▶ _Assignment_
Work out the number of lines that hold "HTTP" in the listing, and give that number with no other text.

▶ _Data provided_

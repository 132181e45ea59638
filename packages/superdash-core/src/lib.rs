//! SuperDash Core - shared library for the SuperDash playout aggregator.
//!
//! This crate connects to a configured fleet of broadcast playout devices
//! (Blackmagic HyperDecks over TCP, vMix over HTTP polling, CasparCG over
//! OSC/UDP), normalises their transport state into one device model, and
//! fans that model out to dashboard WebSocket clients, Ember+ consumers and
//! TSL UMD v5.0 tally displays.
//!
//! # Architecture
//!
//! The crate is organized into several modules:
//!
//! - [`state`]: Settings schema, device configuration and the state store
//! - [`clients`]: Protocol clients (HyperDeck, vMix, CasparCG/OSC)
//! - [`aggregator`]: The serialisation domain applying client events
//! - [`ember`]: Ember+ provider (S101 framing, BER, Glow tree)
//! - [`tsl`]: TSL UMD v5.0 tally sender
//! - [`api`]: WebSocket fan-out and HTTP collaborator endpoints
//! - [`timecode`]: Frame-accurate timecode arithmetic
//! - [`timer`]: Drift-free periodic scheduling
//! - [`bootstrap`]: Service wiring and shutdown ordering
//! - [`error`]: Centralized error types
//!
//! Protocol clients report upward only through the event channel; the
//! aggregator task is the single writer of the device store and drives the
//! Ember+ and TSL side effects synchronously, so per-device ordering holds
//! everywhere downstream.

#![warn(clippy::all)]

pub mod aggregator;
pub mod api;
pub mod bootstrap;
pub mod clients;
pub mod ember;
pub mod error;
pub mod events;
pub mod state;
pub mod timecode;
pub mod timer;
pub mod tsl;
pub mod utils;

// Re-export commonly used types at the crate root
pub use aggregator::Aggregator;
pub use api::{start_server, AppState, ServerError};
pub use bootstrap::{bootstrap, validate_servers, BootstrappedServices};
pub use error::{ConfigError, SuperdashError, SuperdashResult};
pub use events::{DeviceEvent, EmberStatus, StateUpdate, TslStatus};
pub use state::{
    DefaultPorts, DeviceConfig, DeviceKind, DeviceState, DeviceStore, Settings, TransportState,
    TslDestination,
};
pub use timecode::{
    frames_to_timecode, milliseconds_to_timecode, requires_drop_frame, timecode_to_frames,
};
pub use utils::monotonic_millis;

---

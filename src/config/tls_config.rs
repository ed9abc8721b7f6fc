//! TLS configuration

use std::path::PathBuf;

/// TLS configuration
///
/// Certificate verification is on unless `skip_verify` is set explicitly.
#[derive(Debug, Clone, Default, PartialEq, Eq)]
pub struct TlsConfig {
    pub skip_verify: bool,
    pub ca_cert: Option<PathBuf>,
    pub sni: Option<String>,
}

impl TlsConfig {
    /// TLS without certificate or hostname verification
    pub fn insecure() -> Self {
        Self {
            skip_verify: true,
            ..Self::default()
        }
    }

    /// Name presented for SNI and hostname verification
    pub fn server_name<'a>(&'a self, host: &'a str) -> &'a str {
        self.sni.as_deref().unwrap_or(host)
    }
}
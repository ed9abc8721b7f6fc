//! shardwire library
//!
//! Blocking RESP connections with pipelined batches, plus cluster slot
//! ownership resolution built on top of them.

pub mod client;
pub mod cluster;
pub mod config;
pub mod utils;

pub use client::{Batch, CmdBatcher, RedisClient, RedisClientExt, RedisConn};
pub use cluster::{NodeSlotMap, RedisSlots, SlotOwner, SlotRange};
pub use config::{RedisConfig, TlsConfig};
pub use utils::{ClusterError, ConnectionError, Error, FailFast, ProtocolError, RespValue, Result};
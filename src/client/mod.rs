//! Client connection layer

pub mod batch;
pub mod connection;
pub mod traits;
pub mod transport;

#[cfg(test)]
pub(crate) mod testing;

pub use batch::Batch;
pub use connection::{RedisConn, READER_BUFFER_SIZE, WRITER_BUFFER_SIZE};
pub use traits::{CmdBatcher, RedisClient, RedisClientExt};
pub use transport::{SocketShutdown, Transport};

==

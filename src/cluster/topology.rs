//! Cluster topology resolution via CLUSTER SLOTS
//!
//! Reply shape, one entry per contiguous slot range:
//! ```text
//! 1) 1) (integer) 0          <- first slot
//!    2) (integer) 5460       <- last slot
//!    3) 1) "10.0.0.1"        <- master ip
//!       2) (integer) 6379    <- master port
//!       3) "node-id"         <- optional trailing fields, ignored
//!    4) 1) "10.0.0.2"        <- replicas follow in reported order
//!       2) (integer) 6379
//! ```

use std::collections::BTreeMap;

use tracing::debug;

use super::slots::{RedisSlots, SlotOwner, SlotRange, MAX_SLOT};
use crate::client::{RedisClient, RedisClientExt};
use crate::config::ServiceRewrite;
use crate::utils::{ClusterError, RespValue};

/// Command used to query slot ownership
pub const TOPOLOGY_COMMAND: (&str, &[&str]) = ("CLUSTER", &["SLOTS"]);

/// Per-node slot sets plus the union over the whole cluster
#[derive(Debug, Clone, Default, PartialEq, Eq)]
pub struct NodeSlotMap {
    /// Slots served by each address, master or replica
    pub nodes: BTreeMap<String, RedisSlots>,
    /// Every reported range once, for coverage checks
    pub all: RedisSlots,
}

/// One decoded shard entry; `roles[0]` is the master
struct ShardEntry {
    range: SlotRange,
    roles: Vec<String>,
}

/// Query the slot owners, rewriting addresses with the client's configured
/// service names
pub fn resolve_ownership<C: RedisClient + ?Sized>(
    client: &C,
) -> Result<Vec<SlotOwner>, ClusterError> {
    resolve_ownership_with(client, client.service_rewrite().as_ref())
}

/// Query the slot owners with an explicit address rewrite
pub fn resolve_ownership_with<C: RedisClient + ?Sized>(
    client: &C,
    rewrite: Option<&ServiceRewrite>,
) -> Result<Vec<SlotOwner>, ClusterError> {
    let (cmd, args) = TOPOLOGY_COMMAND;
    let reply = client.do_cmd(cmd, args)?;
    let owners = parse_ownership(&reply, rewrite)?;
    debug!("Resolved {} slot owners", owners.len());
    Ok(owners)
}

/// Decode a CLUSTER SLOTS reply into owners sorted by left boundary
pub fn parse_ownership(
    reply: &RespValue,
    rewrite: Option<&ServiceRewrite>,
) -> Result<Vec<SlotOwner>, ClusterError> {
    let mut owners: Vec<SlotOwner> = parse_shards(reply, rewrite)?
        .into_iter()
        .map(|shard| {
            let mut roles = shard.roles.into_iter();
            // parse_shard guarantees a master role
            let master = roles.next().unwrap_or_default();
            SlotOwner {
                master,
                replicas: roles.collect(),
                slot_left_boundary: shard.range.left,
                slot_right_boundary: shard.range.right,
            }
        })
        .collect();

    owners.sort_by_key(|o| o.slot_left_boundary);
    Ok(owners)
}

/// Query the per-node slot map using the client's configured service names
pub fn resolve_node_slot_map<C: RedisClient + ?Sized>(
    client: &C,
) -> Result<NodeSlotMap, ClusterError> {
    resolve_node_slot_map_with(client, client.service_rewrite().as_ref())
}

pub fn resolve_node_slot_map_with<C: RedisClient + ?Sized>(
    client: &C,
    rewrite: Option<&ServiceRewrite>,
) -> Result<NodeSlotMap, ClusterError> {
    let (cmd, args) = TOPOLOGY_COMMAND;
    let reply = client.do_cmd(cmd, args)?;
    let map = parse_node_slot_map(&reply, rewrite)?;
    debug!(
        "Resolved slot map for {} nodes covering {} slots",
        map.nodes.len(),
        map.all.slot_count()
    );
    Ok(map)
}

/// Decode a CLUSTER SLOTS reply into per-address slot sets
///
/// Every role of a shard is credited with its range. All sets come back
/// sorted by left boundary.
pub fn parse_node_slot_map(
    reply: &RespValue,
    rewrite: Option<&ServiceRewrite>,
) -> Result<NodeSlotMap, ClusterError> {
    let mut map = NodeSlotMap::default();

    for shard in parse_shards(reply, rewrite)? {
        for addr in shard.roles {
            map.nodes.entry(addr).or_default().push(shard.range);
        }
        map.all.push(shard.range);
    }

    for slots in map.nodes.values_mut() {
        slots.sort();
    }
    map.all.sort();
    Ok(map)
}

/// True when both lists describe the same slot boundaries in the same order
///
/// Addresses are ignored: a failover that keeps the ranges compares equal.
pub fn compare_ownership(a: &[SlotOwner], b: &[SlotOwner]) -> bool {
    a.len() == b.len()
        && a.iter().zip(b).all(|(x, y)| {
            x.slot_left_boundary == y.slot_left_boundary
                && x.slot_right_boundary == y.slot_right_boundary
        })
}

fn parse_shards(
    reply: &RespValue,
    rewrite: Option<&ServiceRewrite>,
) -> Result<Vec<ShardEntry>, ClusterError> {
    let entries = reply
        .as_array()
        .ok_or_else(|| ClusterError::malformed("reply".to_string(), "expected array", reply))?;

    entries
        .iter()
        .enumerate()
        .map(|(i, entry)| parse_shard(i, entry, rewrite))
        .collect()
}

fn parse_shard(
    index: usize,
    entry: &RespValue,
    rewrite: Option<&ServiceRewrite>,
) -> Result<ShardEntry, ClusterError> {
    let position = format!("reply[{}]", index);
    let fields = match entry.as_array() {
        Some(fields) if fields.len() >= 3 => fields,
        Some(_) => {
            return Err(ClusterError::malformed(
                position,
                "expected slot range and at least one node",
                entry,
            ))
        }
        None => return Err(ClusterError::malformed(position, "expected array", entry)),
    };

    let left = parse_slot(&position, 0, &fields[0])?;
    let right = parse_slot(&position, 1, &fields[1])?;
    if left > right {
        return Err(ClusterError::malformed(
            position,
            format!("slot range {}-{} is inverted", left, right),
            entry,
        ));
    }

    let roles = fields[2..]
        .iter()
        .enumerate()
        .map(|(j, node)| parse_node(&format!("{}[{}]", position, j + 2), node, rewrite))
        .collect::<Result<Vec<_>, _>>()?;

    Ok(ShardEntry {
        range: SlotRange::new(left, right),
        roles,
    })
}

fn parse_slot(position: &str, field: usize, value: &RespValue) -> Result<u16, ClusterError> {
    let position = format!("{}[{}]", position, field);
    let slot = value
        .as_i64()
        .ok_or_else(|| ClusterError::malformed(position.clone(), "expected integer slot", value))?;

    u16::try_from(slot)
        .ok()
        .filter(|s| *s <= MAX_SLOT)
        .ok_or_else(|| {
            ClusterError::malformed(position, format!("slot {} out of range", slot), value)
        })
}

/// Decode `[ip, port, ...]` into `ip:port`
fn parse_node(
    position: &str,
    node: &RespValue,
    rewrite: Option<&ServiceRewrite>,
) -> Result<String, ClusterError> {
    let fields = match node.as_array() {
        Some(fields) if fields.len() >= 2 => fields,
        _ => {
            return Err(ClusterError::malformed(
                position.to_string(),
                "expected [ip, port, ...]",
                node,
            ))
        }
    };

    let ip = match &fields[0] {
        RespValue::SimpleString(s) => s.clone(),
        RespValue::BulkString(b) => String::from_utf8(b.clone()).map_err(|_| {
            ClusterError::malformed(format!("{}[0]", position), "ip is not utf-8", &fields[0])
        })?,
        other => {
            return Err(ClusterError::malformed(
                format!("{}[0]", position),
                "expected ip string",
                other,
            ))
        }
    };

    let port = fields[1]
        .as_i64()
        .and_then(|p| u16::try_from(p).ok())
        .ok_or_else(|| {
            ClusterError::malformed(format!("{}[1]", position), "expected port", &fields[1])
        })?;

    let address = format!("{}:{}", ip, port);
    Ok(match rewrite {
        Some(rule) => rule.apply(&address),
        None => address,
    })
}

▶ _Reply_
2